The set features five different, "iconic" DJ mix sets recorded live at the Ministry of Sound in the early 1990s; each mix by a different DJ, namely New York DJs Larry Levan, David Morales, Todd Terry, Kenny Carpenter and the club's British co-founder Justin Berkman, respectively. One reviewer noted the mixes date from 1991, whilst Fact Mag said the mixes date from 1990–1994, although the 1990 starting point is a mistake, the club having not opened until 1991.
They had not been released before, and were only licensed and remastered for the box. All were recorded on DAT and culled from the club’s extensive recording archive.

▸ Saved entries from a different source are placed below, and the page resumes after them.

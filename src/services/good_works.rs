// Graph repository for the GoodWork entity family. Creates fan out to the
// related nodes (contact, category, location, tags, skills) inside one
// transaction; reads come back as heterogeneous records and are rebuilt
// through the projection layer.

use std::collections::HashSet;
use std::sync::Arc;

use chrono::{NaiveDateTime, Utc};
use serde_json::{json, Map, Value};
use sqlx::sqlite::SqliteRow;
use sqlx::Row;
use tracing::{debug, info};

use crate::error::{AppError, AppResult};
use crate::graph::{
    bind_params, build_criteria, compile, row_to_record, GraphStore, MergeKey, NodeId, Projection,
};
use crate::models::{EffortLevel, GoodWork, ListKind, SearchCriteria, WorkStatus};
use crate::services::geocoding::Geocoder;

const EVENT_TIME_FORMAT: &str = "%Y-%m-%dT%H:%M:%S";

pub const DEFAULT_SIMILAR_LIMIT: usize = 10;

/// Columns holding JSON documents in the full select, parsed before
/// projection.
const JSON_COLUMNS: &[&str] = &["g", "c", "l", "Tags", "RequiredSkills"];

/// The relationship-aware select: the raw GoodWork/Contact/Location
/// documents plus flat aliased columns for linked names and engagement
/// aggregates. Callers append further conditions and ordering.
const FULL_SELECT: &str = "
    SELECT g.id AS Id, g.props AS g, c.props AS c, l.props AS l,
           json_extract(cat.props, '$.name') AS Category,
           json_extract(sub.props, '$.name') AS SubCategory,
           (SELECT COUNT(*) FROM edges i
             WHERE i.target_id = g.id AND i.edge_type = 'INTERESTED_IN')
             AS InterestedCount,
           (SELECT COUNT(*) FROM edges s
             WHERE s.target_id = g.id AND s.edge_type = 'SIGNED_UP_FOR')
             AS SignedUpCount,
           (SELECT json_group_array(json_extract(t.props, '$.name'))
              FROM edges te JOIN nodes t ON t.id = te.target_id
             WHERE te.source_id = g.id AND te.edge_type = 'TAGGED_WITH')
             AS Tags,
           (SELECT json_group_array(json_extract(sk.props, '$.name'))
              FROM edges se JOIN nodes sk ON sk.id = se.target_id
             WHERE se.source_id = g.id AND se.edge_type = 'REQUIRES_SKILL')
             AS RequiredSkills
    FROM nodes g
    LEFT JOIN edges ce ON ce.source_id = g.id AND ce.edge_type = 'HAS_CONTACT'
    LEFT JOIN nodes c ON c.id = ce.target_id
    LEFT JOIN edges le ON le.source_id = g.id AND le.edge_type = 'LOCATED_IN'
    LEFT JOIN nodes l ON l.id = le.target_id
    LEFT JOIN edges be ON be.source_id = g.id AND be.edge_type = 'BELONGS_TO'
    LEFT JOIN nodes cat ON cat.id = be.target_id
    LEFT JOIN edges sube ON sube.source_id = g.id AND sube.edge_type = 'HAS_SUBCATEGORY'
    LEFT JOIN nodes sub ON sub.id = sube.target_id
    WHERE g.label = 'GoodWork'";

pub struct GoodWorksService {
    store: Arc<GraphStore>,
    geocoder: Arc<dyn Geocoder>,
    result_cap: i64,
}
// Organization entity family: profiles, slugs, membership and admin roles.
// Derived counts (members, events, volunteers) are computed from edges at
// query time; the stored property document is exactly the serialized model.

use std::sync::Arc;

use chrono::{DateTime, Utc};
use once_cell::sync::Lazy;
use regex::Regex;
use serde_json::{json, Value};
use sqlx::Row;
use tracing::info;

use crate::error::{AppError, AppResult};
use crate::graph::{GraphStore, MergeKey, NodeId};
use crate::models::{Organization, OrganizationMember, OrgStatus};

static SLUG_STRIP: Lazy<Regex> = Lazy::new(|| Regex::new(r"[^a-z0-9\s-]").unwrap());
static SLUG_SPACES: Lazy<Regex> = Lazy::new(|| Regex::new(r"\s+").unwrap());
static SLUG_HYPHENS: Lazy<Regex> = Lazy::new(|| Regex::new(r"-+").unwrap());

/// URL-friendly slug from a display name: lowercased, special characters
/// stripped, whitespace to hyphens, hyphen runs collapsed.
pub fn generate_slug(name: &str) -> String {
    let slug = name.to_lowercase();
    let slug = SLUG_STRIP.replace_all(slug.trim(), "");
    let slug = SLUG_SPACES.replace_all(&slug, "-");
    SLUG_HYPHENS.replace_all(&slug, "-").into_owned()
}

/// Suffixes tried before a slug collision becomes an error.
const SLUG_RETRY_LIMIT: i64 = 50;

const MEMBER_COUNT_SUBQUERY: &str = "(SELECT COUNT(DISTINCT m.source_id) FROM edges m
       WHERE m.target_id = n.id AND m.edge_type IN ('ADMIN_OF', 'MEMBER_OF'))";

const EVENT_COUNT_SUBQUERY: &str = "(SELECT COUNT(*) FROM edges p
       WHERE p.target_id = n.id AND p.edge_type = 'POSTED_BY')";

pub struct OrganizationService {
    store: Arc<GraphStore>,
}
mod common;

use common::{sample_work, setup};
use goodworks_graph::models::Organization;
use goodworks_graph::AppError;

fn sample_org(name: &str) -> Organization {
    Organization {
        name: name.to_string(),
        description: "Neighborhood charity".to_string(),
        contact_email: "hello@example.org".to_string(),
        ..Default::default()
    }
}

#[tokio::test]
async fn colliding_names_get_suffixed_slugs() {
    let env = setup().await;

    let first = env
        .organizations
        .create(sample_org("River Walk Cleanup"), "user-a")
        .await
        .expect("create");
    let second = env
        .organizations
        .create(sample_org("River Walk Cleanup"), "user-b")
        .await
        .expect("create");

    assert_eq!(first.slug, "river-walk-cleanup");
    assert_eq!(second.slug, "river-walk-cleanup-1");

    assert!(!env
        .organizations
        .is_slug_available("river-walk-cleanup", None)
        .await
        .expect("check"));
    assert!(env
        .organizations
        .is_slug_available("river-walk-cleanup", first.id)
        .await
        .expect("check excluding self"));
}

#[tokio::test]
async fn slug_suffixes_run_out_with_a_conflict() {
    let env = setup().await;

    // The base slug plus suffixes -1 through -50.
    for _ in 0..51 {
        env.organizations
            .create(sample_org("Crowded Name"), "user-a")
            .await
            .expect("create");
    }

    let overflow = env
        .organizations
        .create(sample_org("Crowded Name"), "user-a")
        .await;
    assert!(matches!(overflow, Err(AppError::Conflict(_))));
}

#[tokio::test]
async fn creator_becomes_admin_and_counts_derive_from_edges() {
    let env = setup().await;
    let org = env
        .organizations
        .create(sample_org("Helping Hands"), "user-a")
        .await
        .expect("create");
    let org_id = org.id.expect("id");

    env.organizations
        .add_member(org_id, "user-b", "Member")
        .await
        .expect("add member");

    // An event posted under the organization, with one volunteer.
    let mut work = sample_work("Org Drive");
    work.organization_name = Some("Helping Hands".to_string());
    let work_id = env.works.create(&work, "user-a").await.expect("create work");
    env.works
        .set_signed_up("user-c", &work_id.to_string(), true)
        .await
        .expect("sign up");

    let fetched = env
        .organizations
        .get_by_slug("helping-hands", Some("user-b"))
        .await
        .expect("fetch")
        .expect("present");

    assert_eq!(fetched.member_count, 2);
    assert_eq!(fetched.event_count, 1);
    assert_eq!(fetched.volunteer_count, 1);
    assert!(!fetched.is_user_admin);
    assert!(fetched.is_user_member);

    let as_admin = env
        .organizations
        .get_by_slug("helping-hands", Some("user-a"))
        .await
        .expect("fetch")
        .expect("present");
    assert!(as_admin.is_user_admin);
    assert!(as_admin.is_user_member);
}

#[tokio::test]
async fn membership_lifecycle_and_promotion() {
    let env = setup().await;
    let org = env
        .organizations
        .create(sample_org("Trail Keepers"), "user-a")
        .await
        .expect("create");
    let org_id = org.id.expect("id");

    env.organizations
        .add_member(org_id, "user-b", "Member")
        .await
        .expect("add");
    assert!(!env
        .organizations
        .is_user_admin(org_id, "user-b")
        .await
        .expect("check"));

    let members = env.organizations.members(org_id).await.expect("members");
    assert_eq!(members.len(), 2);
    assert_eq!(members[0].role, "Admin");
    assert_eq!(members[0].user_id, "user-a");
    assert_eq!(members[1].role, "Member");

    assert!(env
        .organizations
        .promote_to_admin(org_id, "user-b")
        .await
        .expect("promote"));
    assert!(env
        .organizations
        .is_user_admin(org_id, "user-b")
        .await
        .expect("check"));

    let members = env.organizations.members(org_id).await.expect("members");
    assert!(members.iter().all(|m| m.role == "Admin"));

    // Removing only touches MEMBER_OF; an admin stays.
    assert!(!env
        .organizations
        .remove_member(org_id, "user-b")
        .await
        .expect("remove"));
    assert!(env
        .organizations
        .is_user_admin(org_id, "user-b")
        .await
        .expect("check"));
}

#[tokio::test]
async fn re_adding_a_member_keeps_the_first_role() {
    let env = setup().await;
    let org = env
        .organizations
        .create(sample_org("Food Friends"), "user-a")
        .await
        .expect("create");
    let org_id = org.id.expect("id");

    env.organizations
        .add_member(org_id, "user-b", "Coordinator")
        .await
        .expect("add");
    env.organizations
        .add_member(org_id, "user-b", "Member")
        .await
        .expect("re-add");

    let members = env.organizations.members(org_id).await.expect("members");
    let member = members
        .iter()
        .find(|m| m.user_id == "user-b")
        .expect("present");
    assert_eq!(member.role, "Coordinator");
}

#[tokio::test]
async fn listing_searches_and_soft_delete_hides() {
    let env = setup().await;
    env.organizations
        .create(sample_org("River Keepers"), "user-a")
        .await
        .expect("create");
    let garden = env
        .organizations
        .create(sample_org("Garden Collective"), "user-a")
        .await
        .expect("create");

    assert_eq!(env.organizations.count(None).await.expect("count"), 2);
    assert_eq!(
        env.organizations.count(Some("garden")).await.expect("count"),
        1
    );

    let hits = env
        .organizations
        .list(0, 20, Some("river"))
        .await
        .expect("list");
    assert_eq!(hits.len(), 1);
    assert_eq!(hits[0].name, "River Keepers");

    assert!(env
        .organizations
        .soft_delete(garden.id.expect("id"))
        .await
        .expect("soft delete"));
    assert_eq!(env.organizations.count(None).await.expect("count"), 1);

    // Soft-deleted organizations are still reachable by slug.
    let fetched = env
        .organizations
        .get_by_slug("garden-collective", None)
        .await
        .expect("fetch");
    assert!(fetched.is_some());
}

#[tokio::test]
async fn user_organizations_carry_the_matched_role() {
    let env = setup().await;
    let admin_org = env
        .organizations
        .create(sample_org("Alpha Org"), "user-a")
        .await
        .expect("create");
    let member_org = env
        .organizations
        .create(sample_org("Beta Org"), "user-b")
        .await
        .expect("create");
    env.organizations
        .add_member(member_org.id.expect("id"), "user-a", "Member")
        .await
        .expect("add");

    let orgs = env
        .organizations
        .user_organizations("user-a")
        .await
        .expect("list");
    assert_eq!(orgs.len(), 2);

    let alpha = orgs
        .iter()
        .find(|o| o.id == admin_org.id)
        .expect("alpha present");
    assert!(alpha.is_user_admin);
    let beta = orgs
        .iter()
        .find(|o| o.id == member_org.id)
        .expect("beta present");
    assert!(!beta.is_user_admin);
    assert!(beta.is_user_member);
}

#[tokio::test]
async fn update_preserves_identity_fields() {
    let env = setup().await;
    let mut org = env
        .organizations
        .create(sample_org("Original Org"), "user-a")
        .await
        .expect("create");

    org.name = "Renamed Org".to_string();
    org.city = Some("Austin".to_string());
    org.slug = "tampered-slug".to_string();

    assert!(env.organizations.update(&org).await.expect("update"));

    let fetched = env
        .organizations
        .get_by_slug("original-org", None)
        .await
        .expect("fetch")
        .expect("slug unchanged");
    assert_eq!(fetched.name, "Renamed Org");
    assert_eq!(fetched.city.as_deref(), Some("Austin"));
    assert_eq!(fetched.created_by, "user-a");
    assert!(fetched.last_modified_date.is_some());
}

Bruce Tantum said the mixes were "lovingly restored", and called the set "something of a DJ-festishist's dream, as these sets—from the time when house was morphing from an underground cult genre to the sound of the dance floor—haven't been publicly aired since the time of their creation." Ministry of Sound tracked down the original license owners to the music on the album, described as "no mean feat in itself".

Dance music veteran Larry Levan's mix, recorded in 1991 and comprising fourteen different tracks, was one of the most sought after recordings from the venue, and is said to showcase Levan's aesthetic perfectly: "heaps of soulful vocals and melodic chords proving the strong bond between soul, R&B, gospel and house in his sets." Colin Chapman of Planet Notion said that the mix "includes literally some of the fabric of house music’s defining sound." Among the material on the disc highlighted by reviewers are the piano house of the "Dub of Doom Mix" of "Love Me Forever or Love Me Not" by Trilogy, made up of members of C+C Music Factory, which is followed by two tracks from Italian house producers Soft House Company. After an extended breakdown, "I'll Be Your Friend" by Robert Owens "picks up the groove". Gary Hines' vocal and instrumental ensemble the Sounds of Blackness feature thereafter with "The Pressure".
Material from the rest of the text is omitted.